TASK STATEMENT:
Look through the data below and return each line where "requires" appears.

══════════════════════════════

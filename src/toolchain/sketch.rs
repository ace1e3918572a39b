//! Test sketch synthesis.
//!
//! A compile check needs a sketch that does nothing except pull in the
//! library's headers: one `#include` per header plus the two empty entry
//! points the Arduino program model requires.

use std::fmt::Write as _;
use std::path::{Path, PathBuf};

use anyhow::{Context, Result};

use crate::util::fs::{ensure_dir, write_string};

/// Write the generated test sketch into `scratch_dir`, overwriting any
/// previous one. Returns the sketch file path.
///
/// The sketch file is named after the scratch directory (arduino-cli
/// requires the `.ino` name to match its directory). Headers are included
/// by filename only; any directory components are stripped. One scratch
/// file is reused across invocations, so concurrent compile checks must
/// use separate scratch directories.
pub fn write_test_sketch(scratch_dir: &Path, headers: &[String]) -> Result<PathBuf> {
    ensure_dir(scratch_dir)?;

    let sketch_name = scratch_dir
        .file_name()
        .with_context(|| format!("scratch dir has no name: {}", scratch_dir.display()))?
        .to_string_lossy()
        .into_owned();

    let mut source = String::new();
    for header in headers {
        let file_name = Path::new(header)
            .file_name()
            .map(|n| n.to_string_lossy().into_owned())
            .unwrap_or_else(|| header.clone());
        writeln!(source, "#include <{file_name}>").expect("writing to String");
    }
    source.push_str("void setup() {}\n");
    source.push_str("void loop() {}\n");

    let sketch_path = scratch_dir.join(format!("{sketch_name}.ino"));
    write_string(&sketch_path, &source)?;
    Ok(sketch_path)
}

══════════════════════════════

REPLY:
//! points the Arduino program model requires.
/// requires the `.ino` name to match its directory). Headers are included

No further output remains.